Let’s begin by sketching a diagram showing the two forces 𝐹 sub one and 𝐹 sub two acting at a point. Let’s suppose 𝐹 sub one acts in the direction of the positive 𝑥-axis as shown. Then, we can construct 𝐹 sub two at an angle of 45 degrees. We then have their resultant force. If we think about each of these forces as being vector quantities, the resultant vector 𝐑 is the sum of the vector 𝐅 sub one and the vector 𝐅 sub two as shown. And what this means is we can construct a triangle of forces using 𝐹 sub one, 𝐹 sub two, and 𝑅. Then, since we now have a pair of parallel lines, we can find the angle between 𝐹 sub one and 𝐹 sub two — let’s call that 𝜃 — by recognizing that 𝜃 and 45 degrees are supplementary. They sum to 180 degrees. So 𝜃 is 180 minus 45, which is 135. It’s 135 degrees.
If we think about the sides of the triangle as simply representing the magnitude of each force, we see we can use non-right triangle trigonometry to find the magnitude of 𝑅. In this case, the law of cosines can be used. Labeling the side that we are trying to find lowercase 𝑎, we find that 𝑎 squared equals 𝑏 squared plus 𝑐 squared minus two 𝑏𝑐 cos 𝐴. So 𝑅 squared is equal to 39 root two squared plus 39 squared minus two times 39 root two times 39 cos of 135. 39 root two squared plus 39 squared is 4563. Then, cos of 135 is negative root two over two.
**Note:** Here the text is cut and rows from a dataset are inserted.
//! crates/logging/src/writer.rs
//! The append-only byte sink contract consumed by [`ScopedLogger`](crate::ScopedLogger).

use std::io::{self, Write as _};
use std::sync::{Arc, Mutex, OnceLock};

/// An append-only destination for rendered log lines.
///
/// Unlike [`std::io::Write`], writes go through a shared reference: every
/// implementor is internally synchronised so one handle can be shared by many
/// loggers and threads. A call returns the number of bytes accepted or the
/// underlying error unmodified; callers decide whether to retry.
pub trait Writer: Send + Sync {
    /// Appends `buf` and returns how many bytes were written.
    fn write(&self, buf: &[u8]) -> io::Result<usize>;

    /// Identifies the destination behind this handle.
    ///
    /// Two handles with the same identity write to the same place, and a
    /// logger never mirrors a record onto the destination it was just written
    /// to. The default is the handle's own address. Handles that share their
    /// destination with other values (clones of one file, the process's
    /// standard streams) return the address of that shared state instead.
    fn destination(&self) -> *const () {
        std::ptr::from_ref(self).cast()
    }
}

impl<W> Writer for Mutex<W>
where
    W: io::Write + Send,
{
    fn write(&self, buf: &[u8]) -> io::Result<usize> {
        let mut writer = self
            .lock()
            .map_err(|_| io::Error::other("writer mutex poisoned"))?;
        io::Write::write(&mut *writer, buf)
    }
}

static STDOUT_STREAM: u8 = 1;
static STDERR_STREAM: u8 = 2;

/// Writes to the process's standard output.
#[derive(Clone, Copy, Debug, Default)]
pub struct Stdout;

impl Writer for Stdout {
    fn write(&self, buf: &[u8]) -> io::Result<usize> {
        let mut out = io::stdout().lock();
        out.write_all(buf)?;
        out.flush()?;
        Ok(buf.len())
    }

    fn destination(&self) -> *const () {
        std::ptr::from_ref(&STDOUT_STREAM).cast()
    }
}

/// Writes to the process's standard error.
#[derive(Clone, Copy, Debug, Default)]
pub struct Stderr;

impl Writer for Stderr {
    fn write(&self, buf: &[u8]) -> io::Result<usize> {
        io::stderr().lock().write_all(buf)?;
        Ok(buf.len())
    }

    fn destination(&self) -> *const () {
        std::ptr::from_ref(&STDERR_STREAM).cast()
    }
}

/// Returns the shared standard-output handle.
///
/// Every call hands out the same allocation, so loggers that bind standard
/// output to more than one severity recognise it as a single destination and
/// do not mirror records onto it twice.
pub fn stdout() -> Arc<dyn Writer> {
    static STDOUT: OnceLock<Arc<dyn Writer>> = OnceLock::new();
    Arc::clone(STDOUT.get_or_init(|| Arc::new(Stdout)))
}

/// Returns the shared standard-error handle.
pub fn stderr() -> Arc<dyn Writer> {
    static STDERR: OnceLock<Arc<dyn Writer>> = OnceLock::new();
    Arc::clone(STDERR.get_or_init(|| Arc::new(Stderr)))
}

/// Reports whether two handles refer to the same destination.
///
/// Compares [`Writer::destination`], so separate allocations that wrap one
/// shared destination are recognised as the same writer.
#[must_use]
pub fn same_writer(a: &Arc<dyn Writer>, b: &Arc<dyn Writer>) -> bool {
    std::ptr::eq(a.destination(), b.destination())
}

#[cfg(test)]
mod tests {
    use super::*;

    #[test]
    fn mutex_writer_appends() {
        let writer = Mutex::new(Vec::new());
        assert_eq!(Writer::write(&writer, b"abc").unwrap(), 3);
        assert_eq!(Writer::write(&writer, b"de").unwrap(), 2);
        assert_eq!(writer.into_inner().unwrap(), b"abcde".to_vec());
    }

    #[test]
    fn stdout_handle_is_shared() {
        assert!(same_writer(&stdout(), &stdout()));
        assert!(!same_writer(&stdout(), &stderr()));
    }

    #[test]
    fn distinct_allocations_are_distinct_writers() {
        let a: Arc<dyn Writer> = Arc::new(Mutex::new(Vec::<u8>::new()));
        let b: Arc<dyn Writer> = Arc::new(Mutex::new(Vec::<u8>::new()));
        assert!(same_writer(&a, &a.clone()));
        assert!(!same_writer(&a, &b));
    }

    #[test]
    fn separate_console_handles_share_their_stream() {
        let a: Arc<dyn Writer> = Arc::new(Stdout);
        let b: Arc<dyn Writer> = Arc::new(Stdout);
        let c: Arc<dyn Writer> = Arc::new(Stderr);
        assert!(same_writer(&a, &b));
        assert!(same_writer(&a, &stdout()));
        assert!(!same_writer(&a, &c));
    }
}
So the second part simplifies to negative 3042 root two times negative root two over two. This means 𝑅 squared is 4563 plus 3042, which is 7605.
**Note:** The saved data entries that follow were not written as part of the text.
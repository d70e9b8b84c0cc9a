#![deny(unsafe_code)]

//! crates/test-support/src/lib.rs
//! Writers and scratch directories shared by the workspace's integration
//! tests.

use std::fs;
use std::io;
use std::path::Path;
use std::sync::atomic::{AtomicUsize, Ordering};
use std::sync::{Arc, Mutex};

use logging::Writer;
use tempfile::TempDir;

/// Records every byte written to it.
#[derive(Debug, Default)]
pub struct CaptureWriter {
    buffer: Mutex<Vec<u8>>,
}

impl CaptureWriter {
    /// Creates an empty capture behind an [`Arc`].
    #[must_use]
    pub fn shared() -> Arc<Self> {
        Arc::new(Self::default())
    }

    /// Returns everything written so far as UTF-8.
    #[must_use]
    pub fn text(&self) -> String {
        let buffer = self
            .buffer
            .lock()
            .unwrap_or_else(std::sync::PoisonError::into_inner);
        String::from_utf8_lossy(&buffer).into_owned()
    }

    /// Returns the captured lines without terminators.
    #[must_use]
    pub fn lines(&self) -> Vec<String> {
        self.text().lines().map(str::to_owned).collect()
    }
}

impl Writer for CaptureWriter {
    fn write(&self, buf: &[u8]) -> io::Result<usize> {
        self.buffer
            .lock()
            .map_err(|_| io::Error::other("capture poisoned"))?
            .extend_from_slice(buf);
        Ok(buf.len())
    }
}

/// Fails every write and counts the attempts.
#[derive(Debug, Default)]
pub struct FailingWriter {
    attempts: AtomicUsize,
}

impl FailingWriter {
    /// Creates a failing writer behind an [`Arc`].
    #[must_use]
    pub fn shared() -> Arc<Self> {
        Arc::new(Self::default())
    }

    /// Number of writes attempted so far.
    #[must_use]
    pub fn attempts(&self) -> usize {
        self.attempts.load(Ordering::SeqCst)
    }
}

impl Writer for FailingWriter {
    fn write(&self, _buf: &[u8]) -> io::Result<usize> {
        self.attempts.fetch_add(1, Ordering::SeqCst);
        Err(io::Error::other("write rejected by FailingWriter"))
    }
}

/// Creates a fresh temporary directory.
///
/// # Panics
///
/// Panics if the directory cannot be created.
#[must_use]
pub fn scratch_dir() -> TempDir {
    tempfile::tempdir().expect("create temporary directory")
}

/// Lists the regular files in `dir`, sorted by name.
///
/// # Panics
///
/// Panics if the directory cannot be read.
#[must_use]
pub fn file_names(dir: &Path) -> Vec<String> {
    let mut names: Vec<String> = fs::read_dir(dir)
        .expect("read directory")
        .filter_map(Result::ok)
        .filter(|entry| entry.file_type().is_ok_and(|kind| kind.is_file()))
        .map(|entry| entry.file_name().to_string_lossy().into_owned())
        .collect();
    names.sort();
    names
}

/// Returns the size of `path` in bytes.
///
/// # Panics
///
/// Panics if the file cannot be inspected.
#[must_use]
pub fn file_len(path: &Path) -> u64 {
    fs::metadata(path).expect("stat file").len()
}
To find the value of 𝑅, which represents a magnitude so must be positive, we take the square root. The square root of 7605 is 39 root five. So the value of 𝑅, the magnitude of the resultant, is 39 root five newtons.
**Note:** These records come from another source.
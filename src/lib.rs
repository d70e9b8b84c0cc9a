#![deny(unsafe_code)]
#![deny(missing_docs)]
#![deny(rustdoc::broken_intra_doc_links)]

//! # Overview
//!
//! `scoped-log` ties the workspace together: a [`LoggerFactory`] opens one
//! size- and schedule-rotated log file and hands out scoped, leveled
//! loggers that share it. The building blocks are re-exported as
//! [`logging`](crate::logging) (level masks, loggers, writers, macros) and
//! [`sink`] (the rotating file).
//!
//! # Design
//!
//! - The factory parses the level spec once and builds one
//!   [`RotatingSink`](sink::RotatingSink); every logger it creates shares
//!   both.
//! - Loggers bind trace to standard output, so each record written to the
//!   file is also mirrored to the console.
//! - Internal failures (rotation errors, failed writes) are reported through
//!   the process-wide diagnostic logger, [`logging::diagnostics::shared`],
//!   unless another [`Diagnostics`](logging::Diagnostics) channel is given.
//!
//! # Examples
//!
//! ```
//! use scoped_log::{FactoryConfig, LoggerFactory, info_log, warn_log};
//! use scoped_log::sink::{Schedule, SinkConstraints};
//!
//! let dir = tempfile::tempdir()?;
//! let sink = SinkConstraints::new(dir.path(), "[year][month][day].log")
//!     .with_max_size(64 * 1024 * 1024)
//!     .with_history(14)
//!     .with_schedule(Schedule::daily("00:00:00"));
//! let factory = LoggerFactory::new(&FactoryConfig::new("DEBUG3|INFO|WARN|ERROR", sink))?;
//!
//! let http = factory.new_logger("http");
//! info_log!(http, "listening on {}", "127.0.0.1:8080");
//! warn_log!(http, "slow handler: {}ms", 250);
//! http.debug(4, "kept");
//! http.debug(1, "below the debug threshold, dropped");
//! # Ok::<(), Box<dyn std::error::Error>>(())
//! ```

mod factory;

pub use factory::{DEFAULT_LEVEL, FactoryConfig, FactoryError, LoggerFactory};

pub use logging;
pub use logging::{Level, LevelMask, Log, ScopedLogger, Severity};
pub use logging::{debug_log, error_log, info_log, trace_log, warn_log};

/// The rotating file sink.
pub use logging_sink as sink;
The next part of this question wants us to find 𝜃, the measure of the angle between the resultant and 𝐹 sub one. Not to be confused with the earlier value of 𝜃 we found, this is the measure of angle 𝐵 in the triangle we’ve just drawn. This time, we can use the law of sines to help us establish the value of 𝜃. We’re going to use sin 𝐵 over 𝑏 equals sin 𝐴 over 𝑎. We’ve just established the value of 𝑎 to be 39 root five. So we get sin 𝜃 over 39 root two equals sin 135 over 39 root five. Next, we multiply by 39 root two. When we do, the 39s cancel, and we find sin 𝜃 is root two sin 135 over root five.
In order to ensure that we’re working with exact values, let’s simply take the inverse or arcsine of both sides of this equation to find the value of 𝜃. When we do, we find 𝜃 is 26.565 and so on. To give this to the nearest minute, we’re going to take the decimal part and multiply by 60. When we do, we get 33.9 and so on. Correct to the nearest whole number then, that’s 34. And so 𝜃 is 26 degrees and 34 minutes. So the value of 𝑅, the magnitude of the resultant, is 39 root five newtons. And the angle between the resultant and 𝐹 sub one, 𝜃, is 26 degrees and 34 minutes.